Die BF beharrte darauf, dass die Aufnahme von Brintellix in den Gelben Bereich genau diesen Anforderungen entspreche.

Seitens der belangten Behörde wurde ergänzend auf aktuelle Bewertungen der französischen und niederländischen Gesundheitsbehörden (HAS und ZINL) verwiesen, die einerseits die Empfehlung der HEK und andererseits die Entscheidung des Hauptverbandes bestätigten. Die Vorlage der Bezug habenden Unterlagen wurde angeboten.

Die BF wies ihrerseits darauf hin, dass in Holland das Arzneimittel Brintellix zu Tagestherapiekosten von 1 Euro in der First-Line-Therapie erstattet und damit um 10 % teurer als die Zweit- oder Drittlinientherapie in Österreich angeboten werde.

In der Folge beantragte die belangte Behörde die Befragung des als Zuhörer anwesenden Univ. Prof. Dr. XXXX , eines der Vorsitzenden der HEK, zum Beweis dafür, dass Brintellix keinen wesentlichen zusätzlichen Nutzen darstelle und nicht als wesentliche therapeutische Innovation zu beurteilen sei. Ferner zum Beweis dafür, dass zahlreiche gleich gute Medikamente im Grünen Bereich des EKO gelistet seien sowie zum Beweis dafür, dass die von der BF vorgelegte Studie nicht dem geforderten Design entspreche und dass die HEK auf Basis sorgfältiger wissenschaftlicher Überlegungen zu Ihrer Empfehlung gekommen sei.

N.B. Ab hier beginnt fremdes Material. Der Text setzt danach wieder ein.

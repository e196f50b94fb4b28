//! Synthesize-and-simulate command.

use anyhow::{bail, Result};
use console::style;

use alsvid_ir::{simulate, Circuit};
use alsvid_synth::SynthesisSettings;

use super::{load_program, run_backend};

/// Execute the simulate command.
pub fn execute(input: &str, pattern: &str, backend: &str) -> Result<()> {
    let program = load_program(input, 32)?;

    let mut circuit = Circuit::new();
    run_backend(backend, &mut circuit, &program, &SynthesisSettings::default())?;

    let lines = circuit.lines() as usize;
    if pattern.len() != lines {
        bail!(
            "pattern has {} bits, circuit has {} lines (constants included)",
            pattern.len(),
            lines
        );
    }

    // the pattern is written most significant line first
    let mut bits = vec![false; lines];
    for (i, ch) in pattern.chars().enumerate() {
        bits[lines - 1 - i] = match ch {
            '0' => false,
            '1' => true,
            other => bail!("invalid pattern character '{other}'"),
        };
    }

    let result = simulate(&circuit, &bits)?;

    let rendered: String = (0..lines)
        .rev()
        .map(|i| if result[i] { '1' } else { '0' })
        .collect();
    println!("{} {}", style("→").cyan().bold(), rendered);

    for line in (0..lines).rev() {
        let garbage = if circuit.garbage()[line] { " (garbage)" } else { "" };
        println!(
            "  q[{line}] {} = {}{garbage}",
            circuit.outputs()[line],
            u8::from(result[line])
        );
    }

    Ok(())
}
use crate::cdp::CdpClient;
use crate::script::{self, ActionReply, ElementAction, EvalError};
use crate::snapshot::PageSnapshot;
use async_trait::async_trait;
use chromiumoxide::cdp::browser_protocol::network::ClearBrowserCookiesParams;
use std::sync::atomic::{AtomicU64, Ordering};
use std::time::{SystemTime, UNIX_EPOCH};
use storecheck_core::config::BrowserConfig;
use storecheck_core::{
    Browser, BrowserError, DocumentSnapshot, NavigationResult, ResolutionError,
};
use tracing::{debug, info};

static SNAPSHOT_SEQ: AtomicU64 = AtomicU64::new(0);

pub struct HeadlessBrowser {
    client: Option<CdpClient>,
    config: BrowserConfig,
}

impl HeadlessBrowser {
    pub fn new() -> Self {
        Self::from_config(&BrowserConfig::default())
    }

    pub fn from_config(config: &BrowserConfig) -> Self {
        Self {
            client: None,
            config: config.clone(),
        }
    }

    fn page(&self) -> Result<&chromiumoxide::Page, BrowserError> {
        self.client
            .as_ref()
            .map(|c| &c.page)
            .ok_or(BrowserError::NotReady)
    }

    async fn get_navigation_result(
        page: &chromiumoxide::Page,
    ) -> Result<NavigationResult, BrowserError> {
        let title = page
            .get_title()
            .await
            .unwrap_or_default()
            .unwrap_or_default();
        let url = page
            .url()
            .await
            .map_err(|e| BrowserError::Navigation(e.to_string()))?
            .unwrap_or_default();
        Ok(NavigationResult { url, title })
    }

    async fn act(
        &self,
        selector: &str,
        index: usize,
        action: ElementAction<'_>,
    ) -> Result<(), BrowserError> {
        let page = self.page()?;
        let expression = script::element_action(selector, index, &action);
        let value = match script::evaluate_with_timeout(page, &expression).await {
            Ok(value) => value,
            // The action itself navigated away before the reply came back
            Err(EvalError::Context(err)) if matches!(action, ElementAction::Click) => {
                debug!("Context replaced during click: {}", err);
                return Ok(());
            }
            Err(EvalError::Context(err)) | Err(EvalError::Other(err)) => {
                return Err(BrowserError::ScriptError(err));
            }
            Err(EvalError::Timeout) => {
                return Err(BrowserError::Timeout {
                    operation: format!("action on {}", selector),
                });
            }
        };

        match serde_json::from_value::<ActionReply>(value)? {
            ActionReply::Ok => Ok(()),
            ActionReply::Invalid { message } => {
                debug!("Selector rejected by engine: {}", message);
                Err(BrowserError::SelectorInvalid {
                    selector: selector.to_string(),
                })
            }
            ActionReply::Missing => Err(BrowserError::ElementNotFound {
                selector: selector.to_string(),
                index,
            }),
            ActionReply::NoOption => match action {
                ElementAction::Select(value) => Err(BrowserError::OptionNotFound {
                    value: value.to_string(),
                }),
                _ => Err(BrowserError::ElementNotInteractable {
                    selector: selector.to_string(),
                    reason: "not a select element".to_string(),
                }),
            },
        }
    }
}

impl Default for HeadlessBrowser {
    fn default() -> Self {
        Self::new()
    }
}

fn candidate_token() -> String {
    let nanos = SystemTime::now()
        .duration_since(UNIX_EPOCH)
        .map(|d| d.as_nanos())
        .unwrap_or_default();
    let seq = SNAPSHOT_SEQ.fetch_add(1, Ordering::Relaxed);
    format!("{}-{}-{}", std::process::id(), nanos, seq)
}

#[async_trait]
impl Browser for HeadlessBrowser {
    async fn launch(&mut self) -> Result<(), BrowserError> {
        self.client = Some(CdpClient::launch(&self.config).await?);
        Ok(())
    }

    async fn close(&mut self) -> Result<(), BrowserError> {
        if let Some(client) = self.client.take() {
            client.close().await?;
        }
        Ok(())
    }

    async fn is_ready(&self) -> bool {
        self.client.is_some()
    }

    async fn navigate(&mut self, url: &str) -> Result<NavigationResult, BrowserError> {
        let page = self.page()?;

        info!("Navigating to: {}", url);
        page.goto(url)
            .await
            .map_err(|e| BrowserError::Navigation(e.to_string()))?;

        Self::get_navigation_result(page).await
    }

    async fn current_url(&mut self) -> Result<String, BrowserError> {
        let page = self.page()?;
        let url = page
            .url()
            .await
            .map_err(|e| BrowserError::Navigation(e.to_string()))?
            .unwrap_or_default();
        Ok(url)
    }

    async fn snapshot(&mut self) -> Result<Box<dyn DocumentSnapshot>, BrowserError> {
        let page = self.page()?;
        let expression = script::stamp(&candidate_token());
        let token = match script::evaluate_with_timeout(page, &expression).await {
            Ok(serde_json::Value::String(token)) => token,
            Ok(other) => {
                return Err(BrowserError::ScriptError(format!(
                    "Unexpected document tag: {}",
                    other
                )));
            }
            Err(EvalError::Timeout) => {
                return Err(BrowserError::Timeout {
                    operation: "snapshot".to_string(),
                });
            }
            Err(EvalError::Context(reason)) => {
                return Err(ResolutionError::DocumentUnavailable { reason }.into());
            }
            Err(EvalError::Other(err)) => return Err(BrowserError::ScriptError(err)),
        };
        debug!(token = %token, "Took page snapshot");
        Ok(Box::new(PageSnapshot::new(page.clone(), token)))
    }

    async fn type_text(
        &mut self,
        selector: &str,
        index: usize,
        text: &str,
    ) -> Result<(), BrowserError> {
        self.act(selector, index, ElementAction::Type(text)).await
    }

    async fn click(&mut self, selector: &str, index: usize) -> Result<(), BrowserError> {
        self.act(selector, index, ElementAction::Click).await
    }

    async fn select_option(
        &mut self,
        selector: &str,
        index: usize,
        value: &str,
    ) -> Result<(), BrowserError> {
        self.act(selector, index, ElementAction::Select(value)).await
    }

    async fn clear_cookies(&mut self) -> Result<(), BrowserError> {
        let page = self.page()?;
        page.execute(ClearBrowserCookiesParams::default())
            .await
            .map_err(|e| BrowserError::Other(format!("Clear cookies failed: {}", e)))?;
        Ok(())
    }
}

Nach vorgängiger Beratung im Senat erging daraufhin ein verfahrensleitender Beschluss, mit dem der Beweisantrag der belangten Behörde abgewiesen wurde.

Demgegenüber forderte die BF die Vorlage des Protokolls der Empfehlung der HEK zur Gewährleistung der Waffengleichheit. In diesem Zusammenhang wies die belangte Behörde darauf hin, dass das Protokoll Teil des Aktes sei. Dieser Umstand konnte im Rahmen der Verhandlung verifiziert werden.

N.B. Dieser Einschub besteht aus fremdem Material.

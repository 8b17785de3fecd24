//! Page scripts and their evaluation.
//!
//! Every script is a self-contained IIFE returning a JSON object with a
//! `status` tag. Arguments are embedded as JSON literals.

use chromiumoxide::Page;
use serde::Deserialize;
use std::time::Duration;

/// Bound on a single evaluation; dialogs can block the JS thread.
const EVAL_TIMEOUT: Duration = Duration::from_secs(10);

/// Shared by every script that targets elements.
const VISIBILITY_JS: &str = r#"
    const isVisible = (el) => {
        if (!(el.offsetWidth || el.offsetHeight || el.getClientRects().length)) return false;
        const style = window.getComputedStyle(el);
        return style.visibility !== "hidden" && style.opacity !== "0";
    };
"#;

pub(crate) enum EvalError {
    Timeout,
    /// The execution context went away, usually because the page navigated.
    Context(String),
    Other(String),
}

/// Only the messages naming a lost context count; a bare `-32000` is any
/// server-side CDP failure.
fn is_context_error(err: &str) -> bool {
    err.contains("Cannot find context") || err.contains("Execution context was destroyed")
}

pub(crate) async fn evaluate_with_timeout(
    page: &Page,
    expression: &str,
) -> Result<serde_json::Value, EvalError> {
    let eval_result = tokio::time::timeout(EVAL_TIMEOUT, page.evaluate(expression)).await;

    match eval_result {
        Err(_) => Err(EvalError::Timeout),
        Ok(Err(e)) => {
            let err_str = e.to_string();
            if is_context_error(&err_str) {
                Err(EvalError::Context(err_str))
            } else {
                Err(EvalError::Other(err_str))
            }
        }
        Ok(Ok(remote_object)) => remote_object
            .into_value::<serde_json::Value>()
            .map_err(|e| EvalError::Other(format!("Failed to get result: {}", e))),
    }
}

fn literal(value: &str) -> String {
    serde_json::Value::String(value.to_string()).to_string()
}

/// Tags the current document once and returns its tag. A navigation replaces
/// `window`, so the next document gets a different tag.
pub(crate) fn stamp(candidate_token: &str) -> String {
    format!(
        r#"(() => {{
    if (!window.__storecheckDocument) window.__storecheckDocument = {token};
    return window.__storecheckDocument;
}})()"#,
        token = literal(candidate_token)
    )
}

#[derive(Debug, Deserialize)]
#[serde(tag = "status", rename_all = "snake_case")]
pub(crate) enum QueryReply {
    Ok {
        elements: Vec<storecheck_core::ElementHandle>,
    },
    Stale,
    Invalid {
        message: String,
    },
}

pub(crate) fn query(token: &str, selector: &str) -> String {
    format!(
        r#"(() => {{
    if (window.__storecheckDocument !== {token}) return {{ status: "stale" }};
    let nodes;
    try {{
        nodes = document.querySelectorAll({selector});
    }} catch (e) {{
        return {{ status: "invalid", message: String(e) }};
    }}
    {visibility}
    return {{
        status: "ok",
        elements: Array.from(nodes).map((el, index) => ({{
            index,
            tag: el.tagName.toLowerCase(),
            text: (el.innerText ?? el.textContent ?? "").trim(),
            attributes: Object.fromEntries(Array.from(el.attributes).map((a) => [a.name, a.value])),
            visible: isVisible(el),
        }})),
    }};
}})()"#,
        token = literal(token),
        selector = literal(selector),
        visibility = VISIBILITY_JS,
    )
}

pub(crate) enum ElementAction<'a> {
    Click,
    Type(&'a str),
    Select(&'a str),
}

#[derive(Debug, Deserialize)]
#[serde(tag = "status", rename_all = "snake_case")]
pub(crate) enum ActionReply {
    Ok,
    Invalid { message: String },
    Missing,
    NoOption,
}

pub(crate) fn element_action(selector: &str, index: usize, action: &ElementAction<'_>) -> String {
    let body = match action {
        ElementAction::Click => "el.click();".to_string(),
        ElementAction::Type(text) => format!(
            r#"el.focus();
    el.value = {text};
    el.dispatchEvent(new Event("input", {{ bubbles: true }}));
    el.dispatchEvent(new Event("change", {{ bubbles: true }}));"#,
            text = literal(text)
        ),
        ElementAction::Select(value) => format!(
            r#"const value = {value};
    if (!Array.from(el.options || []).some((o) => o.value === value)) return {{ status: "no_option" }};
    el.value = value;
    el.dispatchEvent(new Event("change", {{ bubbles: true }}));"#,
            value = literal(value)
        ),
    };
    format!(
        r#"(() => {{
    let nodes;
    try {{
        nodes = document.querySelectorAll({selector});
    }} catch (e) {{
        return {{ status: "invalid", message: String(e) }};
    }}
    const el = nodes[{index}];
    if (!el) return {{ status: "missing" }};
    {body}
    return {{ status: "ok" }};
}})()"#,
        selector = literal(selector),
        index = index,
        body = body,
    )
}

#[cfg(test)]
mod tests {
    use super::*;

    #[test]
    fn test_selector_is_embedded_as_json_literal() {
        let script = query("tok", r#"input[name="password"]"#);
        assert!(script.contains(r#"document.querySelectorAll("input[name=\"password\"]")"#));
        assert!(script.contains(r#"window.__storecheckDocument !== "tok""#));
    }

    #[test]
    fn test_typed_text_is_escaped() {
        let script = element_action("input", 0, &ElementAction::Type("it's \"quoted\""));
        assert!(script.contains(r#"el.value = "it's \"quoted\"";"#));
        assert!(script.contains("const el = nodes[0];"));
    }

    #[test]
    fn test_context_errors_are_recognized_by_message() {
        assert!(is_context_error("Error -32000: Execution context was destroyed."));
        assert!(is_context_error("Cannot find context with specified id"));
        assert!(!is_context_error("Error -32000: Object reference chain is too long"));
        assert!(!is_context_error("Error -32000: Node is detached from document"));
    }

    #[test]
    fn test_reply_parsing() {
        let reply: QueryReply = serde_json::from_value(serde_json::json!({
            "status": "ok",
            "elements": [{
                "index": 0,
                "tag": "img",
                "text": "",
                "attributes": { "alt": "" },
                "visible": true
            }]
        }))
        .unwrap();
        match reply {
            QueryReply::Ok { elements } => {
                assert_eq!(elements.len(), 1);
                assert_eq!(elements[0].attr("alt"), Some(""));
            }
            other => panic!("unexpected reply {:?}", other),
        }

        let stale: QueryReply = serde_json::from_value(serde_json::json!({ "status": "stale" })).unwrap();
        assert!(matches!(stale, QueryReply::Stale));

        let missing: ActionReply =
            serde_json::from_value(serde_json::json!({ "status": "no_option" })).unwrap();
        assert!(matches!(missing, ActionReply::NoOption));
    }
}
use serde::{Deserialize, Serialize};
use std::time::Duration;

#[derive(Debug, Clone, Default, Serialize, Deserialize)]
pub struct StorecheckConfig {
    #[serde(default)]
    pub store: StoreConfig,
    #[serde(default)]
    pub timing: TimingConfig,
    #[serde(default)]
    pub content: ContentConfig,
    #[serde(default)]
    pub browser: BrowserConfig,
}

#[derive(Debug, Clone, Serialize, Deserialize)]
pub struct StoreConfig {
    #[serde(default = "default_base_url")]
    pub base_url: String,
    /// Gate credential. Usually supplied through `STORECHECK_PASSWORD`.
    #[serde(default)]
    pub password: Option<String>,
}

impl Default for StoreConfig {
    fn default() -> Self {
        Self {
            base_url: default_base_url(),
            password: None,
        }
    }
}

fn default_base_url() -> String {
    "https://r0987077-realbeans.myshopify.com".to_string()
}

impl StoreConfig {
    /// Absolute URL of `path` on the store.
    pub fn page_url(&self, path: &str) -> Result<String, url::ParseError> {
        let base = url::Url::parse(&self.base_url)?;
        Ok(base.join(path)?.to_string())
    }
}

#[derive(Debug, Clone, Serialize, Deserialize)]
pub struct TimingConfig {
    #[serde(default = "default_gate_timeout_ms")]
    pub gate_timeout_ms: u64,
    #[serde(default = "default_settle_ms")]
    pub settle_ms: u64,
    #[serde(default = "default_catalog_settle_ms")]
    pub catalog_settle_ms: u64,
    #[serde(default = "default_drawer_settle_ms")]
    pub drawer_settle_ms: u64,
    #[serde(default = "default_poll_interval_ms")]
    pub poll_interval_ms: u64,
}

impl Default for TimingConfig {
    fn default() -> Self {
        Self {
            gate_timeout_ms: default_gate_timeout_ms(),
            settle_ms: default_settle_ms(),
            catalog_settle_ms: default_catalog_settle_ms(),
            drawer_settle_ms: default_drawer_settle_ms(),
            poll_interval_ms: default_poll_interval_ms(),
        }
    }
}

impl TimingConfig {
    pub fn gate_timeout(&self) -> Duration {
        Duration::from_millis(self.gate_timeout_ms)
    }

    pub fn settle(&self) -> Duration {
        Duration::from_millis(self.settle_ms)
    }

    pub fn catalog_settle(&self) -> Duration {
        Duration::from_millis(self.catalog_settle_ms)
    }

    pub fn drawer_settle(&self) -> Duration {
        Duration::from_millis(self.drawer_settle_ms)
    }

    pub fn poll_interval(&self) -> Duration {
        Duration::from_millis(self.poll_interval_ms)
    }
}

fn default_gate_timeout_ms() -> u64 {
    10000
}

fn default_settle_ms() -> u64 {
    2000
}

fn default_catalog_settle_ms() -> u64 {
    3000
}

fn default_drawer_settle_ms() -> u64 {
    500
}

fn default_poll_interval_ms() -> u64 {
    100
}

/// Copy the storefront is expected to show.
#[derive(Debug, Clone, Serialize, Deserialize)]
pub struct ContentConfig {
    #[serde(default = "default_brand")]
    pub brand: String,
    #[serde(default = "default_intro_text")]
    pub intro_text: String,
    #[serde(default = "default_product_keywords")]
    pub product_keywords: Vec<String>,
    #[serde(default = "default_about_phrases")]
    pub about_phrases: Vec<String>,
}

impl Default for ContentConfig {
    fn default() -> Self {
        Self {
            brand: default_brand(),
            intro_text: default_intro_text(),
            product_keywords: default_product_keywords(),
            about_phrases: default_about_phrases(),
        }
    }
}

fn default_brand() -> String {
    "RealBeans".to_string()
}

fn default_intro_text() -> String {
    "Since 1801, RealBeans has roasted premium coffee in Antwerp for Europe's finest cafes. \
     Ethically sourced beans, crafted with care."
        .to_string()
}

fn default_product_keywords() -> Vec<String> {
    vec![
        "Espresso".to_string(),
        "Colombian".to_string(),
        "Coffee".to_string(),
        "Blended".to_string(),
    ]
}

fn default_about_phrases() -> Vec<String> {
    vec![
        "From a small Antwerp grocery to a European coffee staple".to_string(),
        "RealBeans honors tradition while innovating for the future".to_string(),
        "Our beans are roasted in-house, shipped from Antwerp or Stockholm".to_string(),
    ]
}

#[derive(Debug, Clone, Default, Serialize, Deserialize)]
pub struct BrowserConfig {
    /// Launch with a visible window instead of headless.
    #[serde(default)]
    pub visible: bool,
    #[serde(default)]
    pub chrome_bin: Option<String>,
}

18. Im Nachhang zur Verhandlung teilte der Vertreter des Hauptverbandes mittels E-Mail vom 29.06.2015 mit, der BF sei das Protokoll der HEK mit Datum vom 30.01.2015 sehr wohl (elektronisch) zur Verfügung gestellt worden sei.

19. In Erwiderung teilte die BF mit E-Mail vom 30.06.2015 mit, es sei sehr erfreulich, dass das Protokoll der Sitzung der HEK im elektronischen Work-Flow freigeschaltet werde. Dies sei bisher von den pharmazeutischen Unternehmen nicht wahrgenommen worden. Allerdings sei nach den Angaben des Hauptverbandes die Empfehlung der HEK gleichzeitig mit dem Bescheid zugänglich gemacht worden, wodurch das Parteiengehör verletzt worden sei, da die BF keine Möglichkeit gehabt hätte, auf das Ergebnis der HEK zu reagieren. Die Prüfung des Protokolls habe ergeben, dass die Empfehlung der HEK ident mit dem Vorschlag des Hauptverbandes sei. Offensichtlich sei die HEK zu 100 % den Vorgaben des Hauptverbandes gefolgt, ohne eigene Überlegungen anzustellen oder diese zumindest zu protokollieren. Die BF moniert, dass im Rahmen der Beratungen der HEK nicht hinreichend Zeit für die Erörterung der einzelnen Fälle verbleiben kann. So erkläre sich, warum im Fall Brintellix die Empfehlung so knapp gehalten sei.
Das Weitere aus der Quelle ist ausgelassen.